_REQUIRED WORK_.
Copy out all of the entries, keeping every word the same.

_LISTED RECORDS_.
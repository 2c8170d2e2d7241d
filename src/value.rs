/// A decoded property value as seen by callers above the record layer.
///
/// Scalars encode inline inside the property record; strings and arrays
/// always encode into a dynamic-block chain.
#[derive(Debug, Clone, PartialEq)]
pub enum PropertyValue {
    Bool(bool),
    Int(i64),
    Float(f64),
    String(String),
    IntArray(Vec<i64>),
    FloatArray(Vec<f64>),
}

impl From<&str> for PropertyValue {
    fn from(value: &str) -> Self {
        PropertyValue::String(value.to_owned())
    }
}

impl From<i64> for PropertyValue {
    fn from(value: i64) -> Self {
        PropertyValue::Int(value)
    }
}

impl From<bool> for PropertyValue {
    fn from(value: bool) -> Self {
        PropertyValue::Bool(value)
    }
}

impl From<f64> for PropertyValue {
    fn from(value: f64) -> Self {
        PropertyValue::Float(value)
    }
}
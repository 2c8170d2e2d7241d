use parking_lot::RwLock;
use rustc_hash::FxHashMap;
use smallvec::SmallVec;

use crate::error::{Result, StoreError};
use crate::ids::{IdGenerator, IdType};
use crate::records::{DynamicKind, DynamicRecord, RelTypeId, RelationshipTypeRecord};

use super::dynamic::DynamicStore;

/// A materialized relationship-type definition.
#[derive(Debug, Clone, PartialEq, Eq)]
pub struct RelationshipTypeData {
    pub id: RelTypeId,
    pub name: String,
}

/// Store of relationship-type definitions and their name-block chains.
#[derive(Debug)]
pub struct RelationshipTypeStore {
    inner: RwLock<Inner>,
    names: DynamicStore,
}

#[derive(Debug)]
struct Inner {
    records: FxHashMap<RelTypeId, RelationshipTypeRecord>,
    ids: IdGenerator,
}

impl RelationshipTypeStore {
    pub fn new() -> Self {
        Self {
            inner: RwLock::new(Inner {
                records: FxHashMap::default(),
                ids: IdGenerator::new(IdType::RelationshipType),
            }),
            names: DynamicStore::new(DynamicKind::TypeName),
        }
    }

    pub fn allocate_id(&self) -> Result<RelTypeId> {
        Ok(self.inner.write().ids.allocate()? as RelTypeId)
    }

    pub fn free_id(&self, id: RelTypeId) {
        self.inner.write().ids.free(id as u64);
    }

    pub fn free_block_id(&self, id: u64) {
        self.names.free_id(id);
    }

    pub fn allocate_name_records(&self, name: &str) -> Result<SmallVec<[DynamicRecord; 2]>> {
        let chars: Vec<u16> = name.encode_utf16().collect();
        self.names.allocate_chars(&chars)
    }

    pub fn get_record(&self, id: RelTypeId) -> Result<RelationshipTypeRecord> {
        let inner = self.inner.read();
        let record = inner.records.get(&id).ok_or_else(|| {
            StoreError::InvalidRecord(format!("relationship type {id} not in use"))
        })?;
        let mut light = record.clone();
        light.name_records.clear();
        Ok(light)
    }

    pub fn is_light(record: &RelationshipTypeRecord) -> bool {
        record.name_records.is_empty()
    }

    pub fn make_heavy(&self, record: &mut RelationshipTypeRecord) -> Result<()> {
        if Self::is_light(record) {
            record.name_records = self.names.read_chain(record.name_block)?.to_vec();
        }
        Ok(())
    }

    pub fn name_of(&self, record: &RelationshipTypeRecord) -> Result<String> {
        if Self::is_light(record) {
            return Err(StoreError::IllegalState(format!(
                "relationship type {} name read while light",
                record.id
            )));
        }
        let mut chars = Vec::new();
        for block in &record.name_records {
            chars.extend_from_slice(block.chars()?);
        }
        String::from_utf16(&chars).map_err(|_| {
            StoreError::Corruption(format!(
                "relationship type {} holds invalid name text",
                record.id
            ))
        })
    }

    pub fn get_relationship_type(&self, id: RelTypeId) -> Result<RelationshipTypeData> {
        let mut record = self.get_record(id)?;
        self.make_heavy(&mut record)?;
        let name = self.name_of(&record)?;
        Ok(RelationshipTypeData { id, name })
    }

    /// Every registered type, ordered by id.
    pub fn get_relationship_types(&self) -> Result<Vec<RelationshipTypeData>> {
        let mut ids: Vec<RelTypeId> = self.inner.read().records.keys().copied().collect();
        ids.sort_unstable();
        ids.into_iter()
            .map(|id| self.get_relationship_type(id))
            .collect()
    }

    /// Command-apply primitive.
    pub fn update_record(&self, record: &RelationshipTypeRecord) -> Result<()> {
        for block in &record.name_records {
            self.names.write_record(block)?;
        }
        let mut inner = self.inner.write();
        if record.header.in_use {
            let mut stored = record.clone();
            stored.header.created = false;
            stored.header.changed = false;
            stored.name_records.clear();
            inner.records.insert(record.id, stored);
        } else {
            inner.records.remove(&record.id);
            inner.ids.free(record.id as u64);
        }
        Ok(())
    }

    pub fn in_use_ids(&self) -> Vec<u64> {
        self.inner
            .read()
            .records
            .keys()
            .map(|id| *id as u64)
            .collect()
    }

    pub fn resync_ids(&self) {
        let mut inner = self.inner.write();
        let ids: Vec<u64> = inner.records.keys().map(|id| *id as u64).collect();
        inner.ids.resync(ids);
        drop(inner);
        self.names.resync_ids();
    }
}

impl Default for RelationshipTypeStore {
    fn default() -> Self {
        Self::new()
    }
}

#[cfg(test)]
mod tests {
    use super::*;

    #[test]
    fn type_name_roundtrips() -> Result<()> {
        let store = RelationshipTypeStore::new();
        let id = store.allocate_id()?;
        let name_records = store.allocate_name_records("KNOWS")?;
        let mut record = RelationshipTypeRecord::created(id, name_records[0].id);
        record.name_records = name_records.to_vec();
        store.update_record(&record)?;

        let types = store.get_relationship_types()?;
        assert_eq!(types.len(), 1);
        assert_eq!(types[0].name, "KNOWS");
        Ok(())
    }

    #[test]
    fn type_id_space_is_narrow() {
        assert_eq!(IdType::RelationshipType.max_value(), u16::MAX as u64);
    }
}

_RESULT OF THE EXERCISE_.
repository 2c8170d2e2d7241d
filename src/value.rs
/// A decoded property value as seen by callers above the record layer.
///
/// Scalars encode inline inside the property record; strings and arrays
/// always encode into a dynamic-block chain.
#[derive(Debug, Clone, PartialEq)]
pub enum PropertyValue {
    Bool(bool),
    Int(i64),
    Float(f64),
    String(String),
    IntArray(Vec<i64>),
    FloatArray(Vec<f64>),
}

impl From<&str> for PropertyValue {
    fn from(value: &str) -> Self {
        PropertyValue::String(value.to_owned())
    }
}

impl From<i64> for PropertyValue {
    fn from(value: i64) -> Self {
        PropertyValue::Int(value)
    }
}

impl From<bool> for PropertyValue {
    fn from(value: bool) -> Self {
        PropertyValue::Bool(value)
    }
}

impl From<f64> for PropertyValue {
    fn from(value: f64) -> Self {
        PropertyValue::Float(value)
    }
}
repository 2c8170d2e2d7241d
use parking_lot::RwLock;
use rustc_hash::FxHashMap;
use smallvec::SmallVec;

use crate::error::{Result, StoreError};
use crate::ids::{IdGenerator, IdType};
use crate::records::{DynamicKind, DynamicRecord, RelTypeId, RelationshipTypeRecord};

use super::dynamic::DynamicStore;

/// A materialized relationship-type definition.
#[derive(Debug, Clone, PartialEq, Eq)]
pub struct RelationshipTypeData {
    pub id: RelTypeId,
    pub name: String,
}

/// Store of relationship-type definitions and their name-block chains.
#[derive(Debug)]
pub struct RelationshipTypeStore {
    inner: RwLock<Inner>,
    names: DynamicStore,
}

#[derive(Debug)]
struct Inner {
    records: FxHashMap<RelTypeId, RelationshipTypeRecord>,
    ids: IdGenerator,
}

impl RelationshipTypeStore {
    pub fn new() -> Self {
        Self {
            inner: RwLock::new(Inner {
                records: FxHashMap::default(),
                ids: IdGenerator::new(IdType::RelationshipType),
            }),
            names: DynamicStore::new(DynamicKind::TypeName),
        }
    }

    pub fn allocate_id(&self) -> Result<RelTypeId> {
        Ok(self.inner.write().ids.allocate()? as RelTypeId)
    }

    pub fn free_id(&self, id: RelTypeId) {
        self.inner.write().ids.free(id as u64);
    }

    pub fn free_block_id(&self, id: u64) {
        self.names.free_id(id);
    }

    pub fn allocate_name_records(&self, name: &str) -> Result<SmallVec<[DynamicRecord; 2]>> {
        let chars: Vec<u16> = name.encode_utf16().collect();
        self.names.allocate_chars(&chars)
    }

    pub fn get_record(&self, id: RelTypeId) -> Result<RelationshipTypeRecord> {
        let inner = self.inner.read();
        let record = inner.records.get(&id).ok_or_else(|| {
            StoreError::InvalidRecord(format!("relationship type {id} not in use"))
        })?;
        let mut light = record.clone();
        light.name_records.clear();
        Ok(light)
    }

    pub fn is_light(record: &RelationshipTypeRecord) -> bool {
        record.name_records.is_empty()
    }

    pub fn make_heavy(&self, record: &mut RelationshipTypeRecord) -> Result<()> {
        if Self::is_light(record) {
            record.name_records = self.names.read_chain(record.name_block)?.to_vec();
        }
        Ok(())
    }

    pub fn name_of(&self, record: &RelationshipTypeRecord) -> Result<String> {
        if Self::is_light(record) {
            return Err(StoreError::IllegalState(format!(
                "relationship type {} name read while light",
                record.id
            )));
        }
        let mut chars = Vec::new();
        for block in &record.name_records {
            chars.extend_from_slice(block.chars()?);
        }
        String::from_utf16(&chars).map_err(|_| {
            StoreError::Corruption(format!(
                "relationship type {} holds invalid name text",
                record.id
            ))
        })
    }

    pub fn get_relationship_type(&self, id: RelTypeId) -> Result<RelationshipTypeData> {
        let mut record = self.get_record(id)?;
        self.make_heavy(&mut record)?;
        let name = self.name_of(&record)?;
        Ok(RelationshipTypeData { id, name })
    }

    /// Every registered type, ordered by id.
    pub fn get_relationship_types(&self) -> Result<Vec<RelationshipTypeData>> {
        let mut ids: Vec<RelTypeId> = self.inner.read().records.keys().copied().collect();
        ids.sort_unstable();
        ids.into_iter()
            .map(|id| self.get_relationship_type(id))
            .collect()
    }

    /// Command-apply primitive.
    pub fn update_record(&self, record: &RelationshipTypeRecord) -> Result<()> {
        for block in &record.name_records {
            self.names.write_record(block)?;
        }
        let mut inner = self.inner.write();
        if record.header.in_use {
            let mut stored = record.clone();
            stored.header.created = false;
            stored.header.changed = false;
            stored.name_records.clear();
            inner.records.insert(record.id, stored);
        } else {
            inner.records.remove(&record.id);
            inner.ids.free(record.id as u64);
        }
        Ok(())
    }

    pub fn in_use_ids(&self) -> Vec<u64> {
        self.inner
            .read()
            .records
            .keys()
            .map(|id| *id as u64)
            .collect()
    }

    pub fn resync_ids(&self) {
        let mut inner = self.inner.write();
        let ids: Vec<u64> = inner.records.keys().map(|id| *id as u64).collect();
        inner.ids.resync(ids);
        drop(inner);
        self.names.resync_ids();
    }
}

impl Default for RelationshipTypeStore {
    fn default() -> Self {
        Self::new()
    }
}

#[cfg(test)]
mod tests {
    use super::*;

    #[test]
    fn type_name_roundtrips() -> Result<()> {
        let store = RelationshipTypeStore::new();
        let id = store.allocate_id()?;
        let name_records = store.allocate_name_records("KNOWS")?;
        let mut record = RelationshipTypeRecord::created(id, name_records[0].id);
        record.name_records = name_records.to_vec();
        store.update_record(&record)?;

        let types = store.get_relationship_types()?;
        assert_eq!(types.len(), 1);
        assert_eq!(types[0].name, "KNOWS");
        Ok(())
    }

    #[test]
    fn type_id_space_is_narrow() {
        assert_eq!(IdType::RelationshipType.max_value(), u16::MAX as u64);
    }
}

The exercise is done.